To directly answer your question, it doesn't matter if you make your minimum payment every month, or if you pay a credit card off in full, or you do something in between. The way that gets reported is just "paid" or "not paid". Either way, you get a shiny green check in the box on that account. (Pay your account off in full every month. Never put more on your card than you can afford to pay off when the statement closes. Interest = bad).

 

On time/missed payments account for the largest portion of your score, but there are three more categories for your score that are worth mentioning when talking about credit cards.

 

1. Number of active accounts. An account is any line of credit: car loan, mortgage, credit card card, personal loan, etc. The total number of active, aka "not paid off", loans you have matters. To clarify, paying off a credit card every month does not make it inactive; the inactive bit refers to closed accounts, like if you pay off your car. There is a happy medium here, though. Too many or too few can negatively impact your credit. If you only have one credit card, it is very likely that you would benefit from opening more accounts. (Do not open more accounts than you need, or, at least, don't overspend because you have more credit lines.

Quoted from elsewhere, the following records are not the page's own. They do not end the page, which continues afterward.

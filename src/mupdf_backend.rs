//! MuPDF document backend
//!
//! MuPDF documents are bound to the thread that opened them, so the backend
//! only keeps the path and the page sizes read at open time. Each worker
//! thread opens the document on first use and keeps it until it is asked for
//! a different file.

use std::cell::RefCell;
use std::path::{Path, PathBuf};

use mupdf::{Colorspace, Document, Matrix, Page, TextBlockType, TextPageFlags};

use crate::backend::{BackendError, DocumentBackend, RawPixmap, RawWord};
use crate::types::{BBox, PageSize};

thread_local! {
    /// Last document opened on this thread, keyed by path
    static OPEN_DOCUMENT: RefCell<Option<(PathBuf, Document)>> = const { RefCell::new(None) };
}

impl From<mupdf::error::Error> for BackendError {
    fn from(err: mupdf::error::Error) -> Self {
        Self::generic(err.to_string())
    }
}

/// PDF (and other MuPDF formats) opened from a file
#[derive(Debug)]
pub struct MupdfBackend {
    path: PathBuf,
    sizes: Vec<PageSize>,
}

impl MupdfBackend {
    /// Open `path` and read every page size
    pub fn open(path: impl AsRef<Path>) -> Result<Self, BackendError> {
        let path = path.as_ref().to_path_buf();
        let doc = open_document(&path)?;

        let count = doc.page_count()?.max(0) as usize;
        let mut sizes = Vec::with_capacity(count);
        for index in 0..count {
            let bounds = doc.load_page(index as i32)?.bounds()?;
            sizes.push(PageSize::new(bounds.x1 - bounds.x0, bounds.y1 - bounds.y0));
        }

        Ok(Self { path, sizes })
    }

    #[must_use]
    pub fn path(&self) -> &Path {
        &self.path
    }

    fn load_page(&self, index: usize) -> Result<Page, BackendError> {
        if index >= self.sizes.len() {
            return Err(BackendError::PageOutOfRange {
                page: index,
                count: self.sizes.len(),
            });
        }
        with_document(&self.path, |doc| Ok(doc.load_page(index as i32)?))
    }
}

/// Run `f` against this thread's handle for `path`, opening it if the thread
/// holds no handle or one for another file
fn with_document<R>(
    path: &Path,
    f: impl FnOnce(&Document) -> Result<R, BackendError>,
) -> Result<R, BackendError> {
    OPEN_DOCUMENT.with(|slot| {
        let mut slot = slot.borrow_mut();
        let doc = match slot.take() {
            Some((open, doc)) if open == path => doc,
            _ => open_document(path)?,
        };
        let result = f(&doc);
        *slot = Some((path.to_path_buf(), doc));
        result
    })
}

fn open_document(path: &Path) -> Result<Document, BackendError> {
    Document::open(path.to_string_lossy().as_ref())
        .map_err(|e| BackendError::Open(format!("{}: {e}", path.display())))
}

impl DocumentBackend for MupdfBackend {
    fn page_count(&self) -> usize {
        self.sizes.len()
    }

    fn page_size(&self, index: usize) -> Result<PageSize, BackendError> {
        self.sizes
            .get(index)
            .copied()
            .ok_or(BackendError::PageOutOfRange {
                page: index,
                count: self.sizes.len(),
            })
    }

    fn rasterize(&self, index: usize, scale: f32) -> Result<RawPixmap, BackendError> {
        let page = self.load_page(index)?;
        let pixmap = page.to_pixmap(
            &Matrix::new_scale(scale, scale),
            &Colorspace::device_rgb(),
            false,
            false,
        )?;

        Ok(RawPixmap {
            width: pixmap.width(),
            height: pixmap.height(),
            channels: pixmap.n(),
            stride: pixmap.stride() as usize,
            samples: pixmap.samples().to_vec(),
        })
    }

    fn extract_words(&self, index: usize) -> Result<Vec<RawWord>, BackendError> {
        let page = self.load_page(index)?;
        let origin = page.bounds()?;
        let text_page = page.to_text_page(TextPageFlags::empty())?;

        let mut words = Vec::new();
        for block in text_page.blocks() {
            if block.r#type() != TextBlockType::Text {
                continue;
            }
            for line in block.lines() {
                let mut current: Option<RawWord> = None;

                for ch in line.chars() {
                    let Some(c) = ch.char() else {
                        continue;
                    };
                    if c.is_whitespace() {
                        words.extend(current.take());
                        continue;
                    }

                    let quad = ch.quad();
                    let bbox = BBox::new(
                        quad.ul.x.min(quad.ll.x) - origin.x0,
                        quad.ul.y.min(quad.ur.y) - origin.y0,
                        quad.ur.x.max(quad.lr.x) - origin.x0,
                        quad.ll.y.max(quad.lr.y) - origin.y0,
                    );

                    match current.as_mut() {
                        Some(word) => {
                            word.text.push(c);
                            word.bbox = union(word.bbox, bbox);
                        }
                        None => {
                            current = Some(RawWord {
                                text: c.to_string(),
                                bbox,
                            });
                        }
                    }
                }

                words.extend(current);
            }
        }

        Ok(words)
    }
}

fn union(a: BBox, b: BBox) -> BBox {
    BBox::new(a.x0.min(b.x0), a.y0.min(b.y0), a.x1.max(b.x1), a.y1.max(b.y1))
}

#[cfg(test)]
mod tests {
    use std::io::Write;

    use super::*;

    /// One blank 200x300pt page; MuPDF rebuilds the missing xref table
    const BLANK_PAGE: &str = "%PDF-1.4
1 0 obj << /Type /Catalog /Pages 2 0 R >> endobj
2 0 obj << /Type /Pages /Kids [3 0 R] /Count 1 >> endobj
3 0 obj << /Type /Page /Parent 2 0 R /MediaBox [0 0 200 300] >> endobj
trailer << /Root 1 0 R >>
%%EOF
";

    fn blank_pdf() -> tempfile::NamedTempFile {
        let mut file = tempfile::Builder::new()
            .suffix(".pdf")
            .tempfile()
            .expect("temp file");
        file.write_all(BLANK_PAGE.as_bytes()).expect("write pdf");
        file
    }

    fn open_path() -> Option<PathBuf> {
        OPEN_DOCUMENT.with(|slot| slot.borrow().as_ref().map(|(path, _)| path.clone()))
    }

    #[test]
    fn reads_page_sizes_at_open() {
        let file = blank_pdf();
        let backend = MupdfBackend::open(file.path()).expect("open");

        assert_eq!(backend.page_count(), 1);
        let size = backend.page_size(0).expect("size");
        assert_eq!((size.width, size.height), (200.0, 300.0));
        assert!(backend.page_size(1).is_err());
    }

    #[test]
    fn worker_thread_keeps_document_open() {
        let file = blank_pdf();
        let backend = MupdfBackend::open(file.path()).expect("open");

        let first = backend.rasterize(0, 0.5).expect("rasterize");
        assert_eq!((first.width, first.height), (100, 150));
        assert_eq!(open_path().as_deref(), Some(backend.path()));

        let words = backend.extract_words(0).expect("words");
        assert!(words.is_empty());
        assert_eq!(open_path().as_deref(), Some(backend.path()));

        // A second file replaces the handle
        let other = blank_pdf();
        let other_backend = MupdfBackend::open(other.path()).expect("open");
        let _ = other_backend.rasterize(0, 1.0).expect("rasterize");
        assert_eq!(open_path().as_deref(), Some(other_backend.path()));
    }
}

Your job is still to pay off everything when statements close. Many people use one or even zero credit cards because they don't have self control and would overspend. Better to take a hit to your score than go into a pile of debt that you can't handle. There are plenty of financially savvy people who don't use credit cards, and plenty more who have 10. I have 3. You do what works for you.)

 

2. Debt-to-income ratio. This is just what you owe against what you bring in. As you pay down long term debt, this gets better. Your credit cards also play a role here, though. Every credit card company reports your card balance every month and this affects your score. Most companies report your statement balance, but some do other weird things. I have Visa and Amex; they both report statement balance. A lower statement balance will raise your score for the following month. If your statement balance is $1000 and you pay it off in full, the reported amount is still $1000. The next month, it could be $2000, and, even though you pay it off in full again, you will see a score drop just because your reported debt is higher than it was. The next month is $1000 again, and your score will bounce back. Just saying, this is one of the things that causes month-to-month fluctuations.

 

3. Average age of credit. This is exactly what it sounds like. They take the age of all of your active lines of credit, and average them. Buy a new car? You get a zero thrown in there and a score drop with it, though that drop is more due to your new debt than the drop in your average age of credit. Every month all of your open credit lines get one month older, so this slowly improves on its own... kind of. Loans get completely removed from the equation when you pay them off. Like a 30 year mortgage. That will eventually be a really old line of credit that does wonders for your average, but at the 30 year mark while you are celebrating because you paid off your house, your credit score will drop. (Financially stupid to not pay things off early if you have the means just because you are worried about your average age of credit. You should virtually ignore this category.) Now, this is where credit cards really shine. Credit cards just keep ticking up as long as you don't close the accounts. I have a credit card that I haven't used in 4 years that I won't close because it boosts my credit score. (If you do something like that, you still have to check the balance every month. Credit theft/fraud is real.)

 

Anyway, I'm glad you're interested in your finances. Keep it up. Of all the finance things I know, however, credit score management is probably the least important. So keep learning.